[EXERCISE DIRECTIONS]:
Return exactly the lines below, starting with the one that has "is the output" and going on through the one that has "fn sil_direct(context: &TabContext<'_>)".

[DATASET RECORDS]:
○ ○ ○

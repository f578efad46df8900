//! The subsystem's PL tab.
//!
//! The PL of a subsystem is entered directly (as a PL or as a SIL, each with
//! a PFHD) or derived from the subsystem's sub-items. Directly entered
//! values come from one of two attributes depending on whether the PL/SIL is
//! linked to the PFHD. Derived methods instead show the checklist of
//! conditions the user confirmed.

use crate::domain::{
    format,
    selection::{PlMethod, Selection},
    tab::FormatResultExt,
    Field, RenderError, Tab, TabContext,
};

use super::{checkbox, pl_letter};

const FIELDS: &[Field] = &[
    Field::untitled("pldet").formatted(method),
    Field::computed(Some("Performance Level"), "pl", performance_level).shown_if(pl_direct),
    Field::computed(Some("Safety Integrity Level"), "sil", integrity_level).shown_if(sil_direct),
    Field::new("PL/SIL linked to PFHD", "isplpfhbind")
        .formatted(checkbox)
        .shown_if(direct),
    Field::new("PFHD", "pfh").shown_if(direct),
    Field::new("Software suitable up to PL", "pldirectsoftware")
        .formatted(pl_letter)
        .shown_if(direct),
    Field::untitled("plconditions")
        .formatted(conditions)
        .shown_if(derived),
    Field::new("Documentation", "pldocumentation"),
    Field::new("Mission time", "missiontime").shown_if(direct),
];

/// Conditions confirmed when deriving the PL, keyed by option number.
/// Options 5 to 7 only apply to the simplified method.
const CONDITIONS: &[(u8, &str)] = &[
    (1, "Behaviour of the safety function under fault conditions"),
    (2, "safety-related software according to clause 4.6 or no software included"),
    (3, "systematic failure"),
    (4, "Ability to perform a safety function under expected environmental conditions"),
    (5, "subsystem is the output part of the SRP/CS"),
    (6, "subsystem consists of mechanical, hydraulic or pneumatic components"),
    (7, "no application-specific reliability data are available for the components"),
];

/// The PL tab of a subsystem.
#[must_use]
pub fn tab() -> Tab {
    Tab::new("PL", FIELDS)
}

fn selected(context: &TabContext<'_>) -> Result<PlMethod, RenderError> {
    context.selection("pldet")
}

fn pl_direct(context: &TabContext<'_>) -> Result<bool, RenderError> {
    Ok(selected(context)? == PlMethod::Direct)
}

fn sil_direct(context: &TabContext<'_>) -> Result<bool, RenderError> {
    Ok(selected(context)? == PlMethod::SilDirect)
}

fn direct(context: &TabContext<'_>) -> Result<bool, RenderError> {
    Ok(selected(context)?.is_direct())
}

fn derived(context: &TabContext<'_>) -> Result<bool, RenderError> {
    Ok(!selected(context)?.is_direct())
}

fn method(_: &TabContext<'_>, raw: &str) -> Result<String, RenderError> {
    Ok(PlMethod::decode(raw)?.label().to_string())
}

fn linked_to_pfhd(context: &TabContext<'_>) -> Result<bool, RenderError> {
    format::checked(context.attribute("isplpfhbind")?).in_row(context)
}

fn performance_level(context: &TabContext<'_>) -> Result<String, RenderError> {
    let attribute = if linked_to_pfhd(context)? {
        "pldirectbindcal"
    } else {
        "pldirectnobind"
    };
    format::pl_letter(context.attribute(attribute)?).in_row(context)
}

fn integrity_level(context: &TabContext<'_>) -> Result<String, RenderError> {
    let attribute = if linked_to_pfhd(context)? {
        "sildirectbindcal"
    } else {
        "sildirectnobind"
    };
    format::sil_level(context.attribute(attribute)?).in_row(context)
}

/// The stored checklist may hold options the selected method does not
/// offer; only the applicable ones are listed.
fn conditions(context: &TabContext<'_>, raw: &str) -> Result<String, RenderError> {
    let limit = if selected(context)? == PlMethod::SubItemsSimple { 7 } else { 4 };

    let lines = format::checklist(raw)
        .in_row(context)?
        .into_iter()
        .filter(|&option| option <= limit)
        .map(|option| {
            CONDITIONS
                .iter()
                .find(|&&(key, _)| key == option)
                .map(|&(_, text)| text)
                .ok_or(format::FormatError::ChecklistOption(option))
                .in_row(context)
        })
        .collect::<Result<Vec<_>, _>>()?;

    Ok(lines.join("\n"))
}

○ ○ ○

[WRITTEN ANSWER]:
    (5, "subsystem is the output part of the SRP/CS"),
    (6, "subsystem consists of mechanical, hydraulic or pneumatic components"),
    (7, "no application-specific reliability data are available for the components"),
];

/// The PL tab of a subsystem.
#[must_use]
pub fn tab() -> Tab {
    Tab::new("PL", FIELDS)
}

fn selected(context: &TabContext<'_>) -> Result<PlMethod, RenderError> {
    context.selection("pldet")
}

fn pl_direct(context: &TabContext<'_>) -> Result<bool, RenderError> {
    Ok(selected(context)? == PlMethod::Direct)
}

fn sil_direct(context: &TabContext<'_>) -> Result<bool, RenderError> {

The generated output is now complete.